Mom Shaming

This is obviously very off topic and new for me considering I am not a mother, but I wanted to talk about this. The only time I have actually witnessed mom shaming has been on the internet. I have never seen or heard anyone shaming a mother in public. I know this probably happens, and I know it makes me lucky that I have never had to witness such things. The only mom shaming I have actually witnessed with my own eyes is the occasional doubt of my own mother’s mothering skills. What I mean by this is that in my life, I have heard my mom upset at her parenting skills. Not very often, maybe three times in my whole life, but it’s upsetting. It’s upsetting to see your parents upset for one, but it’s also upsetting to see them upset at their parenting skills. I mean, we are the children and we love our parents. We don’t want them upset. So I see mom shaming on the internet. Specially I have seen Pink being mom shamed on Instagram recently. I am not a mother and I don’t know what really is dangerous for a child. What I do know is that I am the child and I am upset when my mother mom shames herself. How would I feel if I actually heard someone insult her mothering? I would probably be heart broken. Mom shaming is something moms do to other moms when they don’t believe their parents skills are up to par. What is the point of this? I always thought it was because they were worried for the child or cared for this other child. That may be exactly what it is. However, I believe mom shaming to be counter productive and does the exact opposite. If someone were to insult my mothers parenting skills when I was a child, those words would not help me…they would hurt me because they would hurt my mom. Mom shaming is there to try and guilt a mother into changing her ways for the better of the child. It does the opposite. It makes the child sad for the adult that loves and cares for them. So lets stop this mother shaming.

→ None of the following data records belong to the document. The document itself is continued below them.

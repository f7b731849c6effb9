// src/lib.rs

pub mod cli;
pub mod config;
pub mod dag;
pub mod engine;
pub mod errors;
pub mod logging;
pub mod pipeline;
pub mod server;
pub mod watch;

use std::path::{Path, PathBuf};
use std::sync::Arc;
use std::time::Duration;

use anyhow::{bail, Result};
use tokio::sync::mpsc;
use tracing::{error, info, warn};

use crate::cli::{CliArgs, Command, RunnableTask};
use crate::config::ConfigFile;
use crate::dag::{Scheduler, TaskGraph, TaskKind};
use crate::engine::{RunReport, Runtime, RuntimeEvent, RuntimeOptions, TriggerReason};
use crate::pipeline::{BuildContext, BuildMode};
use crate::server::ReloadHub;

/// High-level entry point used by `main.rs`.
pub async fn run(args: CliArgs) -> Result<()> {
    let config_path = PathBuf::from(&args.config);
    let cfg = config::load_or_default(&config_path)?;
    let base_dir = config::config_root_dir(&config_path);

    match args.command {
        Command::Build => run_build(cfg, &base_dir).await,
        Command::Dev => run_dev(cfg, &base_dir).await,
        Command::Clean => run_single(cfg, &base_dir, RunnableTask::Clean),
        Command::Run { task } => run_single(cfg, &base_dir, task),
        Command::Lint => run_single(cfg, &base_dir, RunnableTask::Lint),
        Command::Plan => print_plan(&cfg),
    }
}

/// Production build: one scheduler pass over the whole task graph.
async fn run_build(cfg: ConfigFile, base_dir: &Path) -> Result<()> {
    let report = run_dag(cfg, base_dir, BuildMode::Production, pipeline::build_tasks()).await?;
    if !report.all_succeeded() {
        bail!(
            "build finished with failed tasks: {}",
            report.failed().join(", ")
        );
    }
    info!("build finished");
    Ok(())
}

/// Development session: initial compile pass, then server + watcher + a
/// fresh runtime that reacts to file changes until Ctrl-C.
async fn run_dev(cfg: ConfigFile, base_dir: &Path) -> Result<()> {
    let report = run_dag(
        cfg.clone(),
        base_dir,
        BuildMode::Development,
        pipeline::dev_tasks(),
    )
    .await?;
    for task in report.failed() {
        warn!(task = %task, "initial build failed; fix the source and save to retry");
    }

    let ctx = Arc::new(BuildContext::new(cfg, BuildMode::Development, base_dir)?);

    // Prime the watch-phase scheduler with the initial run's successes so a
    // file change does not re-run `clean` and wipe the output tree.
    let mut scheduler = Scheduler::new(&pipeline::standard_plan())?;
    for task in report.succeeded() {
        scheduler.prime_success(task);
    }

    let (rt_tx, rt_rx) = mpsc::channel::<RuntimeEvent>(64);
    let exec_tx = pipeline::spawn_executor(Arc::clone(&ctx), rt_tx.clone());
    let hub = ReloadHub::new();

    let rules = watch::build_watch_rules(&ctx.config, &ctx.manifest)?;
    let debounce = Duration::from_millis(ctx.config.watch.debounce_ms);
    let _watcher = watch::spawn_watcher(
        ctx.paths.source_root.clone(),
        rules,
        debounce,
        rt_tx.clone(),
    )?;

    // Server task; a bind failure ends the whole session.
    {
        let state = server::ServerState::new(&ctx, hub.clone());
        let host = ctx.config.server.host.clone();
        let port = ctx.config.server.port;
        let tx = rt_tx.clone();
        tokio::spawn(async move {
            if let Err(err) = server::serve(state, &host, port).await {
                error!(error = format!("{err:#}"), "dev server stopped");
                let _ = tx.send(RuntimeEvent::ShutdownRequested).await;
            }
        });
    }

    // Ctrl-C -> graceful shutdown.
    {
        let tx = rt_tx.clone();
        tokio::spawn(async move {
            if let Err(e) = tokio::signal::ctrl_c().await {
                eprintln!("failed to listen for Ctrl+C: {e}");
                return;
            }
            let _ = tx.send(RuntimeEvent::ShutdownRequested).await;
        });
    }

    info!("watching for changes; Ctrl-C to stop");

    let options = RuntimeOptions {
        exit_when_idle: false,
    };
    let runtime = Runtime::new(scheduler, options, rt_rx, exec_tx).with_reload_hub(hub);
    runtime.run().await?;
    Ok(())
}

/// One scheduler pass: trigger `tasks`, run until the graph is idle.
async fn run_dag(
    cfg: ConfigFile,
    base_dir: &Path,
    mode: BuildMode,
    tasks: Vec<&'static str>,
) -> Result<RunReport> {
    let ctx = Arc::new(BuildContext::new(cfg, mode, base_dir)?);
    let scheduler = Scheduler::new(&pipeline::standard_plan())?;

    let (rt_tx, rt_rx) = mpsc::channel::<RuntimeEvent>(64);
    let exec_tx = pipeline::spawn_executor(Arc::clone(&ctx), rt_tx.clone());

    for task in tasks {
        rt_tx
            .send(RuntimeEvent::TaskTriggered {
                task: task.to_string(),
                reason: TriggerReason::Startup,
            })
            .await?;
    }

    let options = RuntimeOptions {
        exit_when_idle: true,
    };
    let runtime = Runtime::new(scheduler, options, rt_rx, exec_tx);
    runtime.run().await
}

/// Run one task directly with a development context, outside the graph.
fn run_single(cfg: ConfigFile, base_dir: &Path, task: RunnableTask) -> Result<()> {
    let ctx = BuildContext::new(cfg, BuildMode::Development, base_dir)?;

    let files = match task {
        RunnableTask::Markup => pipeline::executor::run_task(&ctx, TaskKind::Markup)?,
        RunnableTask::Styles => pipeline::executor::run_task(&ctx, TaskKind::Styles)?,
        RunnableTask::Scripts => pipeline::executor::run_task(&ctx, TaskKind::Scripts)?,
        RunnableTask::Static => pipeline::executor::run_task(&ctx, TaskKind::Statics)?,
        RunnableTask::Clean => pipeline::executor::run_task(&ctx, TaskKind::Clean)?,
        RunnableTask::Lint => {
            pipeline::lint::run(&ctx)?;
            return Ok(());
        }
    };
    info!(task = ?task, files, "task finished");
    Ok(())
}

/// Print tasks, edges, topological order and watch rules; execute nothing.
fn print_plan(cfg: &ConfigFile) -> Result<()> {
    let plan = pipeline::standard_plan();
    let graph = TaskGraph::from_nodes(&plan)?;

    println!("sitemill plan");
    println!();
    println!("tasks:");
    for node in &plan {
        if node.after.is_empty() {
            println!("  - {}", node.name);
        } else {
            println!("  - {} (after: {})", node.name, node.after.join(", "));
        }
    }
    println!();
    println!("order: {}", graph.topo_order().join(" -> "));
    println!();
    println!("watch rules:");
    println!("  markup:  {:?}", cfg.watch.markup);
    println!("  styles:  {:?}", cfg.watch.styles);
    println!("  scripts: {:?}", cfg.watch.scripts);
    println!("  static:  {:?} (reload only)", cfg.statics.patterns);
    println!();
    println!("debounce: {}ms", cfg.watch.debounce_ms);

    Ok(())
}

Finally being okay with sleeping in

This ideal just came to me recently. When I was a teenager and my cousins slept over, they would always be up at around six am, while I couldn’t get up until around nine. I cannot get up in the morning without an immense amount of trouble. I like working nights because I don’t have to wake up. I hate mornings. Let’s just put it that way. But when you sleep in, this is an easy recipe for self-loathing. “I’m lazy.” “If everyone else wakes up that early I should be able to too.” Well, a few days ago I was finally okay with myself for the times when I do sleep in. I’m a night owl. And there are reasons why I am. I like the darkness, I like driving around at night. I like walking at night. I like staying up late. I love being a night owl because I love the night. I can know why I love being a night owl in my own love of the darkness. I hear the crickets of the night and I love them, so I love the fact that I will stay up late to listen to them. And then, being a night owl leads to the inevitable…I am not an early bird. We can also just switch all of my ideals onto an early bird. You know why you love the morning, maybe it’s the birds chirping or the idea of a whole day ahead of you. And because you know exactly why you love the mornings, you can love your early bird self for being able to see that beauty in the dawn. So back to my point. Be a night owl and sleep in. Don’t consider yourself lazy. You just love the moon, the crickets, the stars, the glow under the streetlights. You feel happiness when you look out into the night, and that happiness is why you sleep in. When you wake up and look at the clock and it’s noon and the sun is already streaming onto your face, think about the reasons. You love the moon more than the sun and that’s perfectly okay. And if anyone tries to tell you, you are lazy for sleeping in, go ahead and just tell them that you love the stars. If anyone tries to tell you, you are lazy for going to bed early, tell them you love the sunshine.

Beauty in my major

When I was getting ready to go to college I was depressed and didn’t care at all about my future. Now I am so excited for my future that I got depressed about having a major I don’t like, but have channeled my excitement and turned my excitement on my major and found the beauty in it. My major is marketing and I always wanted to do things with animals. I wanted to be a marine biologist and I was going to go to college for that but I ended up being so depressed I literally just clicked a major and went on with my life. I knew nothing of marketing. I didn’t care that I wasn’t interested, because I wasn’t interested in anything. So instead of sulking about my major I decided to channel it. Here are the reasons why I found marketing to be a great major. If you have chosen something you regret, you can find a way to love it.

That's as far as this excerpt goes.